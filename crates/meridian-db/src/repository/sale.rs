//! # Sale Repository
//!
//! Persistence for sale headers, line items and payments. The write methods
//! take the caller's transaction; the sale engine composes them with the
//! inventory and outbox writes so a sale is all-or-nothing.

use chrono::{DateTime, Utc};
use sqlx::{SqliteConnection, SqlitePool};

use meridian_core::{Payment, Sale, SaleLineItem, SaleStatus};

use crate::error::{DbError, DbResult};

/// Repository for the `sales`, `sale_items` and `payments` tables.
#[derive(Debug, Clone)]
pub struct SaleRepository {
    pool: SqlitePool,
}

impl SaleRepository {
    pub fn new(pool: SqlitePool) -> Self {
        SaleRepository { pool }
    }

    // =========================================================================
    // Writes (caller's transaction)
    // =========================================================================

    pub async fn insert_sale(&self, conn: &mut SqliteConnection, sale: &Sale) -> DbResult<()> {
        sqlx::query(
            r#"
            INSERT INTO sales (
                id, sale_number, receipt_number, store_id, cashier_id, customer_id,
                status, payment_status, subtotal_cents, discount_cents, tax_cents,
                total_cents, amount_paid_cents, change_cents,
                synced_to_accounting, synced_at, created_at
            )
            VALUES (?1, ?2, ?3, ?4, ?5, ?6, ?7, ?8, ?9, ?10, ?11, ?12, ?13, ?14, ?15, ?16, ?17)
            "#,
        )
        .bind(&sale.id)
        .bind(&sale.sale_number)
        .bind(&sale.receipt_number)
        .bind(&sale.store_id)
        .bind(&sale.cashier_id)
        .bind(&sale.customer_id)
        .bind(sale.status)
        .bind(sale.payment_status)
        .bind(sale.subtotal_cents)
        .bind(sale.discount_cents)
        .bind(sale.tax_cents)
        .bind(sale.total_cents)
        .bind(sale.amount_paid_cents)
        .bind(sale.change_cents)
        .bind(sale.synced_to_accounting)
        .bind(sale.synced_at)
        .bind(sale.created_at)
        .execute(&mut *conn)
        .await?;

        Ok(())
    }

    pub async fn insert_item(
        &self,
        conn: &mut SqliteConnection,
        item: &SaleLineItem,
    ) -> DbResult<()> {
        sqlx::query(
            r#"
            INSERT INTO sale_items (
                id, sale_id, product_id, sku_snapshot, name_snapshot, quantity,
                unit_price_cents, discount_cents, tax_cents, line_total_cents, cost_cents
            )
            VALUES (?1, ?2, ?3, ?4, ?5, ?6, ?7, ?8, ?9, ?10, ?11)
            "#,
        )
        .bind(&item.id)
        .bind(&item.sale_id)
        .bind(&item.product_id)
        .bind(&item.sku_snapshot)
        .bind(&item.name_snapshot)
        .bind(item.quantity)
        .bind(item.unit_price_cents)
        .bind(item.discount_cents)
        .bind(item.tax_cents)
        .bind(item.line_total_cents)
        .bind(item.cost_cents)
        .execute(&mut *conn)
        .await?;

        Ok(())
    }

    pub async fn insert_payment(
        &self,
        conn: &mut SqliteConnection,
        payment: &Payment,
    ) -> DbResult<()> {
        sqlx::query(
            r#"
            INSERT INTO payments (id, sale_id, method, amount_cents, reference, received_at)
            VALUES (?1, ?2, ?3, ?4, ?5, ?6)
            "#,
        )
        .bind(&payment.id)
        .bind(&payment.sale_id)
        .bind(payment.method)
        .bind(payment.amount_cents)
        .bind(&payment.reference)
        .bind(payment.received_at)
        .execute(&mut *conn)
        .await?;

        Ok(())
    }

    /// Flips a sale to `refunded`, inside the refund's transaction.
    pub async fn mark_refunded(
        &self,
        conn: &mut SqliteConnection,
        sale_id: &str,
    ) -> DbResult<()> {
        let result = sqlx::query("UPDATE sales SET status = ?2 WHERE id = ?1")
            .bind(sale_id)
            .bind(SaleStatus::Refunded)
            .execute(&mut *conn)
            .await?;

        if result.rows_affected() == 0 {
            return Err(DbError::not_found("Sale", sale_id));
        }

        Ok(())
    }

    /// Marks a sale as posted to accounting; set by the outbox worker once
    /// the posting is confirmed.
    pub async fn mark_synced(&self, sale_id: &str) -> DbResult<()> {
        let result = sqlx::query(
            "UPDATE sales SET synced_to_accounting = 1, synced_at = ?2 WHERE id = ?1",
        )
        .bind(sale_id)
        .bind(Utc::now())
        .execute(&self.pool)
        .await?;

        if result.rows_affected() == 0 {
            return Err(DbError::not_found("Sale", sale_id));
        }

        Ok(())
    }

    // =========================================================================
    // Reads
    // =========================================================================

    pub async fn get_by_id(&self, id: &str) -> DbResult<Sale> {
        sqlx::query_as::<_, Sale>("SELECT * FROM sales WHERE id = ?1")
            .bind(id)
            .fetch_optional(&self.pool)
            .await?
            .ok_or_else(|| DbError::not_found("Sale", id))
    }

    pub async fn get_by_number(&self, sale_number: &str) -> DbResult<Sale> {
        sqlx::query_as::<_, Sale>("SELECT * FROM sales WHERE sale_number = ?1")
            .bind(sale_number)
            .fetch_optional(&self.pool)
            .await?
            .ok_or_else(|| DbError::not_found("Sale", sale_number))
    }

    pub async fn get_items(&self, sale_id: &str) -> DbResult<Vec<SaleLineItem>> {
        let items = sqlx::query_as::<_, SaleLineItem>(
            "SELECT * FROM sale_items WHERE sale_id = ?1 ORDER BY id",
        )
        .bind(sale_id)
        .fetch_all(&self.pool)
        .await?;

        Ok(items)
    }

    pub async fn get_payments(&self, sale_id: &str) -> DbResult<Vec<Payment>> {
        let payments = sqlx::query_as::<_, Payment>(
            "SELECT * FROM payments WHERE sale_id = ?1 ORDER BY received_at",
        )
        .bind(sale_id)
        .fetch_all(&self.pool)
        .await?;

        Ok(payments)
    }

    /// Completed, fully paid sales settled by this cashier since `since`.
    /// Used by the drawer count to recompute the expected cash figure.
    pub async fn cash_total_since(
        &self,
        store_id: &str,
        cashier_id: &str,
        since: DateTime<Utc>,
    ) -> DbResult<i64> {
        let total: Option<i64> = sqlx::query_scalar(
            r#"
            SELECT SUM(p.amount_cents)
            FROM payments p
            JOIN sales s ON s.id = p.sale_id
            WHERE s.store_id = ?1 AND s.cashier_id = ?2
              AND s.status = 'completed' AND s.payment_status = 'paid'
              AND p.method = 'cash'
              AND s.created_at >= ?3
            "#,
        )
        .bind(store_id)
        .bind(cashier_id)
        .bind(since)
        .fetch_one(&self.pool)
        .await?;

        Ok(total.unwrap_or(0))
    }

    /// Non-cash settlement total over the same window; snapshotted into the
    /// drawer session at close.
    pub async fn non_cash_total_since(
        &self,
        store_id: &str,
        cashier_id: &str,
        since: DateTime<Utc>,
    ) -> DbResult<i64> {
        let total: Option<i64> = sqlx::query_scalar(
            r#"
            SELECT SUM(p.amount_cents)
            FROM payments p
            JOIN sales s ON s.id = p.sale_id
            WHERE s.store_id = ?1 AND s.cashier_id = ?2
              AND s.status = 'completed' AND s.payment_status = 'paid'
              AND p.method != 'cash'
              AND s.created_at >= ?3
            "#,
        )
        .bind(store_id)
        .bind(cashier_id)
        .bind(since)
        .fetch_one(&self.pool)
        .await?;

        Ok(total.unwrap_or(0))
    }

    /// Number of completed, fully paid sales over the window.
    pub async fn transactions_since(
        &self,
        store_id: &str,
        cashier_id: &str,
        since: DateTime<Utc>,
    ) -> DbResult<i64> {
        let count: i64 = sqlx::query_scalar(
            r#"
            SELECT COUNT(*)
            FROM sales
            WHERE store_id = ?1 AND cashier_id = ?2
              AND status = 'completed' AND payment_status = 'paid'
              AND created_at >= ?3
            "#,
        )
        .bind(store_id)
        .bind(cashier_id)
        .bind(since)
        .fetch_one(&self.pool)
        .await?;

        Ok(count)
    }

    /// Completed sales created since `since`, oldest first. Used by the
    /// reconciliation sweep to find sales missing an accounting posting.
    pub async fn completed_since(&self, since: DateTime<Utc>) -> DbResult<Vec<Sale>> {
        let sales = sqlx::query_as::<_, Sale>(
            r#"
            SELECT * FROM sales
            WHERE status = 'completed' AND created_at >= ?1
            ORDER BY created_at ASC
            "#,
        )
        .bind(since)
        .fetch_all(&self.pool)
        .await?;

        Ok(sales)
    }
}

// =============================================================================
// Unit Tests
// =============================================================================

#[cfg(test)]
mod tests {
    use super::*;
    use crate::pool::{Database, DbConfig};
    use meridian_core::{PaymentMethod, PaymentStatus};
    use uuid::Uuid;

    fn sample_sale(id: &str, number: &str, total: i64) -> Sale {
        Sale {
            id: id.to_string(),
            sale_number: number.to_string(),
            receipt_number: format!("RCP-{}", number),
            store_id: "store-1".to_string(),
            cashier_id: "cashier-1".to_string(),
            customer_id: None,
            status: SaleStatus::Completed,
            payment_status: PaymentStatus::Paid,
            subtotal_cents: total,
            discount_cents: 0,
            tax_cents: 0,
            total_cents: total,
            amount_paid_cents: total,
            change_cents: 0,
            synced_to_accounting: false,
            synced_at: None,
            created_at: Utc::now(),
        }
    }

    fn cash_payment(sale_id: &str, amount: i64) -> Payment {
        Payment {
            id: Uuid::new_v4().to_string(),
            sale_id: sale_id.to_string(),
            method: PaymentMethod::Cash,
            amount_cents: amount,
            reference: None,
            received_at: Utc::now(),
        }
    }

    #[tokio::test]
    async fn test_insert_and_fetch_sale() {
        let db = Database::new(DbConfig::in_memory()).await.unwrap();
        let repo = db.sales();

        let sale = sample_sale("s1", "POS-20260827-0001", 5775);
        let mut tx = db.pool().begin().await.unwrap();
        repo.insert_sale(&mut tx, &sale).await.unwrap();
        repo.insert_payment(&mut tx, &cash_payment("s1", 5775)).await.unwrap();
        tx.commit().await.unwrap();

        let fetched = repo.get_by_number("POS-20260827-0001").await.unwrap();
        assert_eq!(fetched.id, "s1");
        assert_eq!(fetched.total_cents, 5775);
        assert!(fetched.is_balanced());

        let payments = repo.get_payments("s1").await.unwrap();
        assert_eq!(payments.len(), 1);
        assert!(payments[0].method.is_cash());
    }

    #[tokio::test]
    async fn test_cash_and_non_cash_windows() {
        let db = Database::new(DbConfig::in_memory()).await.unwrap();
        let repo = db.sales();
        let since = Utc::now() - chrono::Duration::minutes(1);

        let mut tx = db.pool().begin().await.unwrap();
        let sale_a = sample_sale("s1", "POS-20260827-0001", 2000);
        repo.insert_sale(&mut tx, &sale_a).await.unwrap();
        repo.insert_payment(&mut tx, &cash_payment("s1", 2000)).await.unwrap();

        let sale_b = sample_sale("s2", "POS-20260827-0002", 5000);
        repo.insert_sale(&mut tx, &sale_b).await.unwrap();
        let card = Payment {
            method: PaymentMethod::Card,
            reference: Some("AUTH-1234".to_string()),
            ..cash_payment("s2", 5000)
        };
        repo.insert_payment(&mut tx, &card).await.unwrap();
        tx.commit().await.unwrap();

        let cash = repo.cash_total_since("store-1", "cashier-1", since).await.unwrap();
        let non_cash = repo.non_cash_total_since("store-1", "cashier-1", since).await.unwrap();
        let count = repo.transactions_since("store-1", "cashier-1", since).await.unwrap();

        assert_eq!(cash, 2000);
        assert_eq!(non_cash, 5000);
        assert_eq!(count, 2);

        // Another cashier's window is empty
        let other = repo.cash_total_since("store-1", "cashier-2", since).await.unwrap();
        assert_eq!(other, 0);
    }

    #[tokio::test]
    async fn test_mark_refunded_and_synced() {
        let db = Database::new(DbConfig::in_memory()).await.unwrap();
        let repo = db.sales();

        let mut tx = db.pool().begin().await.unwrap();
        repo.insert_sale(&mut tx, &sample_sale("s1", "POS-20260827-0001", 1000))
            .await
            .unwrap();
        tx.commit().await.unwrap();

        repo.mark_synced("s1").await.unwrap();
        let sale = repo.get_by_id("s1").await.unwrap();
        assert!(sale.synced_to_accounting);
        assert!(sale.synced_at.is_some());

        let mut tx = db.pool().begin().await.unwrap();
        repo.mark_refunded(&mut tx, "s1").await.unwrap();
        tx.commit().await.unwrap();
        assert_eq!(repo.get_by_id("s1").await.unwrap().status, SaleStatus::Refunded);
    }
}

__________

INSTRUCTIONS TO FOLLOW – Give the number of lines in the data above that include the word "over", with no other words.

ANSWER TO THE EXERCISE – 2